Arguably Dallas' most underrated offseason signing, Ellington brings a knack for connecting on outside shots. He has converted on 38.2 percent of his career three-point attempts, so he is more reliable than Monta Ellis—the Mavs' anticipated starting shooting guard.
Offseason addition Samuel Dalembert was a frustrating case through three preseason games. He was supposed to be a defensive menace in the post for the Mavericks, but Dalembert was racking up personal fouls instead of blocked shots.
A well-documented episode, after the first preseason contest, Carlisle criticized the veteran center for his lack of conditioning (h/t ESPN Dallas).
The calling-out must have stroke a chord with Dalembert, however, and he finished the preseason exponentially better than he started.
Monta Ellis is an interesting player to rank.
He could certainly be Dallas' second-leading scorer by season's end, but Ellis is strictly an offensive weapon.
Ellis' offensive contributions will be overshadowed by his lack of defensive effort, but he is still an important player to the Mavericks.
Kinda-sorta bold prediction time: Vince Carter will be a leading candidate for the 2013-14 NBA Sixth Man of the Year.
Carter is the Mavericks most versatile player as he will be used at both the shooting guard and small forward positions throughout the upcoming season and could even be the primary ball-handler if absolutely necessary.
The former North Carolina standout is Dallas' second-leading returning scorer, and Carter's veteran presence is important due to the influx of new talent.
With the signing of Jose Calderon, the Mavericks will once again have one of the league's top distributors.
Darren Collison was a serviceable point guard last season, but Calderon is light years ahead of Collison as a facilitator. Calderon is also a fantastic three-point shooter and led the league from behind the arc during 2012-13.
Calderon's passing ability will take pressure off of Dirk Nowitzki to create his own shot, and it will allow for players like Ellis, Ellington and Carter to find more open—or at least less-contested—looks.
He missed Dallas' first four preseason games, but Calderon is ready for the regular season.
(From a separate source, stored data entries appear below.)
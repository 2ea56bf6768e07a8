use std::sync::Mutex;
use std::sync::atomic::{AtomicUsize, Ordering};

use super::*;
use crate::guard::{GuardOutcome, GuardPolicy, GuardState, LOGIN_PATH, evaluate};
use crate::net::types::AuthResponse;
use crate::session::identity::display_name;
use crate::session::model::ProfileMetadata;
use crate::session::storage::MemoryStorage;

fn service() -> (SessionService, Arc<MemoryStorage>) {
    let storage = Arc::new(MemoryStorage::new());
    (SessionService::new(storage.clone()), storage)
}

fn counter(service: &SessionService) -> (Arc<AtomicUsize>, Subscription) {
    let count = Arc::new(AtomicUsize::new(0));
    let seen = count.clone();
    let sub = service.subscribe(move || {
        seen.fetch_add(1, Ordering::SeqCst);
    });
    (count, sub)
}

/// Storage that rejects every write.
struct ReadOnlyStorage;

impl SessionStorage for ReadOnlyStorage {
    fn get(&self, _key: &str) -> Option<String> {
        None
    }

    fn set(&self, key: &str, _value: &str) -> Result<(), StorageError> {
        Err(StorageError::Write { key: key.to_owned(), reason: "quota exceeded".to_owned() })
    }

    fn remove(&self, _key: &str) {}
}

// =============================================================
// Sign in / sign out
// =============================================================

#[test]
fn sign_in_persists_then_notifies_once() {
    let (service, _) = service();
    let (count, _sub) = counter(&service);
    service.sign_in("abc", &Profile::default()).unwrap();
    assert_eq!(count.load(Ordering::SeqCst), 1);
    assert_eq!(service.bearer().as_deref(), Some("abc"));
    assert!(service.is_authenticated());
}

#[test]
fn listener_sees_new_session_during_notification() {
    let (service, _) = service();
    let observed = Arc::new(Mutex::new(None));
    let reader = service.clone();
    let slot = observed.clone();
    let _sub = service.subscribe(move || {
        *slot.lock().unwrap() = Some(reader.is_authenticated());
    });
    service.sign_in("abc", &Profile::default()).unwrap();
    assert_eq!(*observed.lock().unwrap(), Some(true));
    service.sign_out();
    assert_eq!(*observed.lock().unwrap(), Some(false));
}

#[test]
fn sign_out_clears_and_notifies() {
    let (service, storage) = service();
    service.sign_in("abc", &Profile::default()).unwrap();
    let (count, _sub) = counter(&service);
    service.sign_out();
    assert_eq!(count.load(Ordering::SeqCst), 1);
    assert!(!service.is_authenticated());
    assert!(storage.is_empty());
}

#[test]
fn failed_write_still_notifies() {
    let service = SessionService::new(Arc::new(ReadOnlyStorage));
    let (count, _sub) = counter(&service);
    let result = service.sign_in("abc", &Profile::default());
    assert!(matches!(result, Err(StorageError::Write { .. })));
    assert_eq!(count.load(Ordering::SeqCst), 1);
    assert!(!service.is_authenticated());
}

#[test]
fn refresh_profile_keeps_token() {
    let (service, _) = service();
    service.sign_in("abc", &Profile::default()).unwrap();
    let (count, _sub) = counter(&service);
    let renamed = Profile {
        user_metadata: ProfileMetadata { full_name: Some("Pat Doe".to_owned()), ..ProfileMetadata::default() },
        ..Profile::default()
    };
    service.refresh_profile(&renamed).unwrap();
    assert_eq!(count.load(Ordering::SeqCst), 1);
    let session = service.snapshot();
    assert_eq!(session.token.as_deref(), Some("abc"));
    assert_eq!(session.profile, Some(renamed));
}

#[test]
fn clones_share_store_and_channel() {
    let (service, _) = service();
    let other = service.clone();
    let (count, _sub) = counter(&other);
    service.sign_in("abc", &Profile::default()).unwrap();
    assert_eq!(count.load(Ordering::SeqCst), 1);
    assert!(other.is_authenticated());
}

// =============================================================
// Guards driven by the channel
// =============================================================

fn track_guard(service: &SessionService, policy: GuardPolicy) -> (Arc<Mutex<GuardOutcome>>, Subscription) {
    let outcome = Arc::new(Mutex::new(evaluate(policy, GuardState::from_session(&service.snapshot()))));
    let slot = outcome.clone();
    let reader = service.clone();
    let sub = service.subscribe(move || {
        *slot.lock().unwrap() = evaluate(policy, GuardState::from_session(&reader.snapshot()));
    });
    (outcome, sub)
}

#[test]
fn guards_toggle_on_login_and_logout() {
    let (service, _) = service();
    let (protected, _p) = track_guard(&service, GuardPolicy::protected());
    let (guest, _g) = track_guard(&service, GuardPolicy::guest());
    assert_eq!(*protected.lock().unwrap(), GuardOutcome::Redirect(LOGIN_PATH));
    assert_eq!(*guest.lock().unwrap(), GuardOutcome::Render);

    service.sign_in("abc", &Profile::default()).unwrap();
    assert_eq!(*protected.lock().unwrap(), GuardOutcome::Render);
    assert_eq!(*guest.lock().unwrap(), GuardOutcome::Redirect("/dashboard"));

    service.sign_out();
    assert_eq!(*protected.lock().unwrap(), GuardOutcome::Redirect(LOGIN_PATH));
    assert_eq!(*guest.lock().unwrap(), GuardOutcome::Render);
}

#[test]
fn successful_login_flows_to_header_and_guard() {
    let resp: AuthResponse = serde_json::from_str(
        r#"{"user":{"id":"u-1","email":"a@b.com","user_metadata":{}},"access_token":"abc","message":"ok"}"#,
    )
    .unwrap();
    let (service, _) = service();
    service.sign_in(&resp.access_token, &resp.user).unwrap();

    let session = service.snapshot();
    assert_eq!(session.token.as_deref(), Some("abc"));
    assert_eq!(session.profile.as_ref(), Some(&resp.user));
    assert_eq!(display_name(session.profile.as_ref()), "a");
    assert_eq!(
        evaluate(GuardPolicy::protected(), GuardState::from_session(&session)),
        GuardOutcome::Render
    );
}

#[test]
fn profile_without_token_is_redirected() {
    let (service, storage) = service();
    storage.set(crate::session::store::PROFILE_KEY, r#"{"id":"u-1","email":"a@b.com"}"#).unwrap();
    let session = service.snapshot();
    assert!(session.profile.is_some());
    assert_eq!(
        evaluate(GuardPolicy::protected(), GuardState::from_session(&session)),
        GuardOutcome::Redirect(LOGIN_PATH)
    );
}

#[test]
fn sign_in_with_blank_token_fails_and_stays_signed_out() {
    let (service, storage) = service();
    let (count, _sub) = counter(&service);
    assert_eq!(service.sign_in("", &Profile::default()), Err(StorageError::EmptyToken));
    assert_eq!(count.load(Ordering::SeqCst), 1);
    assert!(!service.is_authenticated());
    assert!(storage.is_empty());
}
While Vince Carter is the Mavs' most versatile player, Shawn Marion is Dallas' best all-around talent. Marion has been the team's starting small forward for three seasons and parts of another, starting 232 of his 285 appearances with the Mavericks and showcasing his talents on both ends of the court.
SB Nation's Drew Garrison did an excellent breakdown of why Marion is still one of the NBA's elite defenders.
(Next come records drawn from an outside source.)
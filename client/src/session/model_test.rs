use super::*;

#[test]
fn role_parses_known_values_case_insensitively() {
    assert_eq!("patient".parse::<Role>(), Ok(Role::Patient));
    assert_eq!(" Provider ".parse::<Role>(), Ok(Role::Provider));
    assert!("admin".parse::<Role>().is_err());
}

#[test]
fn role_display_matches_wire_value() {
    assert_eq!(Role::Patient.to_string(), "patient");
    assert_eq!(Role::Provider.as_str(), "provider");
}

#[test]
fn profile_deserializes_auth_user_shape() {
    let raw = serde_json::json!({
        "id": "u-1",
        "email": "ana@x.com",
        "user_metadata": { "first_name": "Ana", "full_name": "Ana Lee", "role": "patient" }
    });
    let profile: Profile = serde_json::from_value(raw).unwrap();
    assert_eq!(profile.id, "u-1");
    assert_eq!(profile.email.as_deref(), Some("ana@x.com"));
    assert_eq!(profile.user_metadata.full_name.as_deref(), Some("Ana Lee"));
    assert_eq!(profile.role(), Some(Role::Patient));
}

#[test]
fn profile_keeps_unknown_fields_verbatim() {
    let raw = serde_json::json!({
        "id": "u-1",
        "email": "a@b.com",
        "user_metadata": { "role": "provider", "email_verified": true },
        "aud": "authenticated"
    });
    let profile: Profile = serde_json::from_value(raw.clone()).unwrap();
    assert_eq!(serde_json::to_value(&profile).unwrap(), raw);
}

#[test]
fn profile_tolerates_missing_metadata() {
    let profile: Profile = serde_json::from_str(r#"{"email":"a@b.com"}"#).unwrap();
    assert_eq!(profile.id, "");
    assert_eq!(profile.role(), None);
}

#[test]
fn unknown_role_reads_as_none() {
    let profile: Profile =
        serde_json::from_value(serde_json::json!({ "id": "u", "user_metadata": { "role": "nurse" } })).unwrap();
    assert_eq!(profile.role(), None);
}

#[test]
fn session_without_token_is_logged_out_even_with_profile() {
    let session = Session {
        token: None,
        profile: Some(Profile {
            user_metadata: ProfileMetadata { role: Some("patient".to_owned()), ..ProfileMetadata::default() },
            ..Profile::default()
        }),
    };
    assert!(!session.is_authenticated());
    assert_eq!(session.role(), None);
}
During 2012-13, Marion had his most efficient season in Dallas, averaging 12.1 points, 7.8 rebounds, 2.4 assists, 1.1 steals and 0.7 blocks per game.
Save for the obvious No. 1, Marion is easily Dallas' most important player because of his offensive and defensive contributions.
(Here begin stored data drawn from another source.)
//! Shared request plumbing.
//!
//! Client-side (hydrate): real HTTP calls via `gloo-net`.
//! Server-side (SSR) and native tests: every call resolves to
//! `ApiError::Unavailable`, since the API is only reachable from the browser.
//!
//! ERROR HANDLING
//! ==============
//! FastAPI rejects with `{"detail": "..."}` (or a list of validation items).
//! The detail text is kept verbatim for display; callers never see panics.

#[cfg(test)]
#[path = "http_test.rs"]
mod http_test;

/// Shown when a failure carries no server-provided reason.
pub const GENERIC_FAILURE: &str = "Something went wrong. Please try again.";
/// Shown for transport-level failures.
pub const NETWORK_FAILURE: &str = "Could not reach the server. Check your connection and try again.";

#[derive(Debug, Clone, PartialEq, Eq, thiserror::Error)]
pub enum ApiError {
    /// The request never produced a response.
    #[error("network error: {0}")]
    Network(String),

    /// The server answered with a non-2xx status.
    #[error("request failed with status {status}")]
    Status { status: u16, detail: Option<String> },

    /// The response body did not match the expected schema.
    #[error("unexpected response: {0}")]
    Decode(String),

    /// Not running in a browser.
    #[error("not available on server")]
    Unavailable,
}

impl ApiError {
    pub fn status(&self) -> Option<u16> {
        match self {
            Self::Status { status, .. } => Some(*status),
            _ => None,
        }
    }

    /// The bearer token was rejected; the local session is stale.
    pub fn is_unauthorized(&self) -> bool {
        self.status() == Some(401)
    }

    /// User-facing text: server detail verbatim, else a generic message.
    pub fn message(&self) -> String {
        match self {
            Self::Status { detail: Some(detail), .. } => detail.clone(),
            Self::Network(_) | Self::Unavailable => NETWORK_FAILURE.to_owned(),
            Self::Status { detail: None, .. } | Self::Decode(_) => GENERIC_FAILURE.to_owned(),
        }
    }
}

/// Extract the `detail` reason from an error body.
pub fn detail_from_body(body: &str) -> Option<String> {
    let value: serde_json::Value = serde_json::from_str(body).ok()?;
    match value.get("detail")? {
        serde_json::Value::String(s) if !s.trim().is_empty() => Some(s.clone()),
        serde_json::Value::Array(items) => {
            let messages: Vec<&str> = items
                .iter()
                .filter_map(|item| item.get("msg").and_then(serde_json::Value::as_str))
                .collect();
            (!messages.is_empty()).then(|| messages.join("; "))
        }
        _ => None,
    }
}

pub fn status_error(status: u16, body: &str) -> ApiError {
    ApiError::Status { status, detail: detail_from_body(body) }
}

pub fn bearer_header(token: &str) -> String {
    format!("Bearer {token}")
}

#[cfg(feature = "hydrate")]
pub(crate) fn with_bearer(
    builder: gloo_net::http::RequestBuilder,
    token: &str,
) -> gloo_net::http::RequestBuilder {
    builder.header("Authorization", &bearer_header(token))
}

/// Send `request` and decode a JSON body on success.
#[cfg(feature = "hydrate")]
pub(crate) async fn send_json<T: serde::de::DeserializeOwned>(
    request: Result<gloo_net::http::Request, gloo_net::Error>,
) -> Result<T, ApiError> {
    let request = request.map_err(|e| ApiError::Network(e.to_string()))?;
    let resp = request.send().await.map_err(|e| ApiError::Network(e.to_string()))?;
    if !resp.ok() {
        let status = resp.status();
        let body = resp.text().await.unwrap_or_default();
        let err = status_error(status, &body);
        leptos::logging::warn!("{} -> {status}: {}", resp.url(), err.message());
        return Err(err);
    }
    resp.json::<T>().await.map_err(|e| ApiError::Decode(e.to_string()))
}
Even at 35 years old, this Dirk Nowitzki guy is pretty good.
Last season, Nowitzki played the fewest games (53) of his career since his rookie year, but the 7-footer showed few signs of regression following his return from knee surgery.
After an offseason to completely heal, Nowitzki will be at full strength with a better surrounding cast than he had a year ago.
The Mavericks missed the playoffs for the first time in 12 years, and Dirk will be the key player in leading Dallas back to the postseason.